- Exercise goal
In the records below, find the line with "fn enabled(&self, level: LogLevel)" and the line with "if lines.len() == MAX_TRACE_STEPS". Print both exactly, along with every line between them, and no other line.

──────── Task data

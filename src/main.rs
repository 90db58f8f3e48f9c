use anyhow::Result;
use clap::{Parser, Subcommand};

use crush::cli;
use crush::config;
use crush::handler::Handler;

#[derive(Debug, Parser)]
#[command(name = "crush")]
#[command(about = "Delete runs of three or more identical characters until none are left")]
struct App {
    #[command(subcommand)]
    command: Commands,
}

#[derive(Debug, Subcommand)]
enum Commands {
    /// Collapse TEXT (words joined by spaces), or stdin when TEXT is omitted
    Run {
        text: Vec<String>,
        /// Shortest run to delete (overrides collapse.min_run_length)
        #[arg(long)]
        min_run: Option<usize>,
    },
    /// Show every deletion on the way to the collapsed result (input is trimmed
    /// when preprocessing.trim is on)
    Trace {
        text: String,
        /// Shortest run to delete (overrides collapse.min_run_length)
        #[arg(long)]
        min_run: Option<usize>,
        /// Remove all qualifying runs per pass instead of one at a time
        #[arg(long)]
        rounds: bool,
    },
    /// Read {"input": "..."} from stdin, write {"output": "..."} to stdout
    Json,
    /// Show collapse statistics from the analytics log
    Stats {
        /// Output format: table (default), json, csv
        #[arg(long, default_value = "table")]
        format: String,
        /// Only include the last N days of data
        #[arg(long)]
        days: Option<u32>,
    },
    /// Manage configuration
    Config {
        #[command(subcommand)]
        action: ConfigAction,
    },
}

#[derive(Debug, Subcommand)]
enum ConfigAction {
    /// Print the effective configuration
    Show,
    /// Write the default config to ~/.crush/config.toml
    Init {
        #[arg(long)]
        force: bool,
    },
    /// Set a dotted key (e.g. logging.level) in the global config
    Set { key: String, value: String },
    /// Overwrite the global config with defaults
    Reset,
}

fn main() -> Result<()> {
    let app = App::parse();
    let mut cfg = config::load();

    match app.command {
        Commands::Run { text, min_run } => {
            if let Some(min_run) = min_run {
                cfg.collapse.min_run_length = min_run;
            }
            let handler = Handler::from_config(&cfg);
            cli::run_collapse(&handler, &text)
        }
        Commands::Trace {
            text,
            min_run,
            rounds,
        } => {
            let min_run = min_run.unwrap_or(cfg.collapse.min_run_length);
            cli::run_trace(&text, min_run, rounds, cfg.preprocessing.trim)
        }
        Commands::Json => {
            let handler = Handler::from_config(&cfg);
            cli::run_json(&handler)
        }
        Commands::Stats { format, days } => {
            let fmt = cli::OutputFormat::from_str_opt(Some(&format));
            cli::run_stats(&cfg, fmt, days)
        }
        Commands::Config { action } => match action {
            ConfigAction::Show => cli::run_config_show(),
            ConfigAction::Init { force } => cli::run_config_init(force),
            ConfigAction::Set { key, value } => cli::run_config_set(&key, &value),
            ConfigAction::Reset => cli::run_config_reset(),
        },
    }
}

────────────────
──────── Task data

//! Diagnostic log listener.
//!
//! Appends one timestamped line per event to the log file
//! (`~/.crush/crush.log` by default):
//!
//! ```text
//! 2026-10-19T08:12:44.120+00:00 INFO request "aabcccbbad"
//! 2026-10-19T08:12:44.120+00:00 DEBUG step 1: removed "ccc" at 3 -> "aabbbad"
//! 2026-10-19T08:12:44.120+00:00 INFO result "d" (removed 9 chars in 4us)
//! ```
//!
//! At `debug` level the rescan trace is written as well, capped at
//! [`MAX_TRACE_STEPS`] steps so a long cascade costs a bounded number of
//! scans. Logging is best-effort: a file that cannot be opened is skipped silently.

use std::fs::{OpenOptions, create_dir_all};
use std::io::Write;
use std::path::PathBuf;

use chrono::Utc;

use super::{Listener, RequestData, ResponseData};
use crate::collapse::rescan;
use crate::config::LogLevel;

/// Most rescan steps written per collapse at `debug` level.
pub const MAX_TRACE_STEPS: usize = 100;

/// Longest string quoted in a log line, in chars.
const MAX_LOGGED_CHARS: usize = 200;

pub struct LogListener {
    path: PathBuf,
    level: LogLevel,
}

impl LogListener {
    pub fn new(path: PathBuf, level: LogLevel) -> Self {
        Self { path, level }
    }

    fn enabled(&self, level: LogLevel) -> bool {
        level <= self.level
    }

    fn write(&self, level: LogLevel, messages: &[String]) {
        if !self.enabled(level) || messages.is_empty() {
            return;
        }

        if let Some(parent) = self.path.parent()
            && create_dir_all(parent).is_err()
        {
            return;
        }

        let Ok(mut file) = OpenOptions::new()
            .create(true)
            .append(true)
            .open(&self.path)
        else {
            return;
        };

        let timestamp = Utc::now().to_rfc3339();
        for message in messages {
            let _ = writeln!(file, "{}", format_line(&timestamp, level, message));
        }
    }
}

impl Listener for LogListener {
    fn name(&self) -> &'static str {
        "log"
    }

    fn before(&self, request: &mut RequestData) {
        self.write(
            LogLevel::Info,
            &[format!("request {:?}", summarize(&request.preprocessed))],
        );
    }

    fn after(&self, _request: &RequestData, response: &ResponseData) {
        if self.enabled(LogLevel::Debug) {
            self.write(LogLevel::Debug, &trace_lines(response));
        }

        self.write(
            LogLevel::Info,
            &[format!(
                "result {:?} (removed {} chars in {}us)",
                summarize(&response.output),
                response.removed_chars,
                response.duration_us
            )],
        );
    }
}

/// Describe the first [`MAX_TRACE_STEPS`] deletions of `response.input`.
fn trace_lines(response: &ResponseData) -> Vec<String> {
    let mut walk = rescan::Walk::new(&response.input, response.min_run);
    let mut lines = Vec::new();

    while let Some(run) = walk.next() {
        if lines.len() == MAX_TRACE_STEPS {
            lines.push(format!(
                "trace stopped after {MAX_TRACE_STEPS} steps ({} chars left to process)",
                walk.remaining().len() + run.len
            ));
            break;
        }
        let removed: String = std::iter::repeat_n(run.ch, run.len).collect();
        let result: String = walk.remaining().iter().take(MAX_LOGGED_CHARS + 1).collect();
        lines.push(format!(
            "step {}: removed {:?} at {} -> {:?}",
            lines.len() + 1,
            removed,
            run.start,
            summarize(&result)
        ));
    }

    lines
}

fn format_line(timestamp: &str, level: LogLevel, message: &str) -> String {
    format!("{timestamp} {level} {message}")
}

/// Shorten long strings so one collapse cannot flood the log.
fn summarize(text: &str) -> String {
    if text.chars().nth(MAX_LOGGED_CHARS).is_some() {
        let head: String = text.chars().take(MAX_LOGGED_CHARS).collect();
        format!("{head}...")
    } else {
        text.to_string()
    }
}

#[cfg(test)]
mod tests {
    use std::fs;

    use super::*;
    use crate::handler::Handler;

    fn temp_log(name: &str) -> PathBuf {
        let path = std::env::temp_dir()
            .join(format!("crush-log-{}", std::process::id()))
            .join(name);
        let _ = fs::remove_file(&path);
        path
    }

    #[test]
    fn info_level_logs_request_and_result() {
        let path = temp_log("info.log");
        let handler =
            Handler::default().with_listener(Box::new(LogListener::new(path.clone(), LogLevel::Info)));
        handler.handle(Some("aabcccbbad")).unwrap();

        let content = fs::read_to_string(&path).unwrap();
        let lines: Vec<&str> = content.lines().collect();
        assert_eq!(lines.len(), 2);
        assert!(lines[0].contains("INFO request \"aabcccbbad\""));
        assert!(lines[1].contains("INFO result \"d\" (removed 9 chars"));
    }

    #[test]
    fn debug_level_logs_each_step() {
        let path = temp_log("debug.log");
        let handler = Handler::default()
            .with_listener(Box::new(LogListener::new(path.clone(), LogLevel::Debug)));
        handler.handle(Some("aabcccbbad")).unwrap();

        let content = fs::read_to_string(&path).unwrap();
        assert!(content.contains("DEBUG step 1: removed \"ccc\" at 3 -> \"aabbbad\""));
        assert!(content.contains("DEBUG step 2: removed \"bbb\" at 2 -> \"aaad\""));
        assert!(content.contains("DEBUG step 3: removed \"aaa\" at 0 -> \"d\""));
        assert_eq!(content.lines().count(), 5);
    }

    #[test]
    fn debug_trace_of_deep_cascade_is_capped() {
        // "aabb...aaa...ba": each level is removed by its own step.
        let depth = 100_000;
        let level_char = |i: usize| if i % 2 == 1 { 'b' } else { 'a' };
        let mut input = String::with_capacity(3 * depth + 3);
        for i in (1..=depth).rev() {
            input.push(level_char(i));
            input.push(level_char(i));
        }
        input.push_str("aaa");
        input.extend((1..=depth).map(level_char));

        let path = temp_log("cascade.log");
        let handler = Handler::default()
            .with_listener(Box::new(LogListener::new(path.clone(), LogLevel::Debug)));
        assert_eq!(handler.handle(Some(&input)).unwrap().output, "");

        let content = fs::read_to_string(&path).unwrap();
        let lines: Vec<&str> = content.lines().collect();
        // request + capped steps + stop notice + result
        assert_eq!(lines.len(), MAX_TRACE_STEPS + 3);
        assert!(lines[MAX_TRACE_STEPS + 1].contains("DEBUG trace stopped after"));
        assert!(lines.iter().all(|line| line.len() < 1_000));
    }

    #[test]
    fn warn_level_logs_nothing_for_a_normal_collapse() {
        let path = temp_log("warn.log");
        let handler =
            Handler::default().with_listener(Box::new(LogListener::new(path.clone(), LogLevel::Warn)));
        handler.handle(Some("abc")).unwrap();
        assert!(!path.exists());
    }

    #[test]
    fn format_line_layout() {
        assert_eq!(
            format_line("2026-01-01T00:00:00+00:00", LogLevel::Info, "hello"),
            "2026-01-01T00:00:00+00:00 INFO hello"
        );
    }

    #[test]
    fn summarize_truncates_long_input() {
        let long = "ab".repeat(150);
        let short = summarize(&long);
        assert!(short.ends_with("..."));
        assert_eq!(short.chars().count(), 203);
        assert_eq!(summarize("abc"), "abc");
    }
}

────────────────

- Output for this exercise
    fn enabled(&self, level: LogLevel) -> bool {
        level <= self.level
    }

    fn write(&self, level: LogLevel, messages: &[String]) {
        if !self.enabled(level) || messages.is_empty() {
            return;
        }

        if let Some(parent) = self.path.parent()
            && create_dir_all(parent).is_err()
        {
            return;
        }

        let Ok(mut file) = OpenOptions::new()
            .create(true)
            .append(true)
            .open(&self.path)
        else {
            return;
        };

        let timestamp = Utc::now().to_rfc3339();
        for message in messages {
            let _ = writeln!(file, "{}", format_line(&timestamp, level, message));
        }
    }
}

impl Listener for LogListener {
    fn name(&self) -> &'static str {
        "log"
    }

    fn before(&self, request: &mut RequestData) {
        self.write(
            LogLevel::Info,
            &[format!("request {:?}", summarize(&request.preprocessed))],
        );
    }

    fn after(&self, _request: &RequestData, response: &ResponseData) {
        if self.enabled(LogLevel::Debug) {
            self.write(LogLevel::Debug, &trace_lines(response));
        }

        self.write(
            LogLevel::Info,
            &[format!(
                "result {:?} (removed {} chars in {}us)",
                summarize(&response.output),
                response.removed_chars,
                response.duration_us
            )],
        );
    }
}

/// Describe the first [`MAX_TRACE_STEPS`] deletions of `response.input`.
fn trace_lines(response: &ResponseData) -> Vec<String> {
    let mut walk = rescan::Walk::new(&response.input, response.min_run);
    let mut lines = Vec::new();

    while let Some(run) = walk.next() {
        if lines.len() == MAX_TRACE_STEPS {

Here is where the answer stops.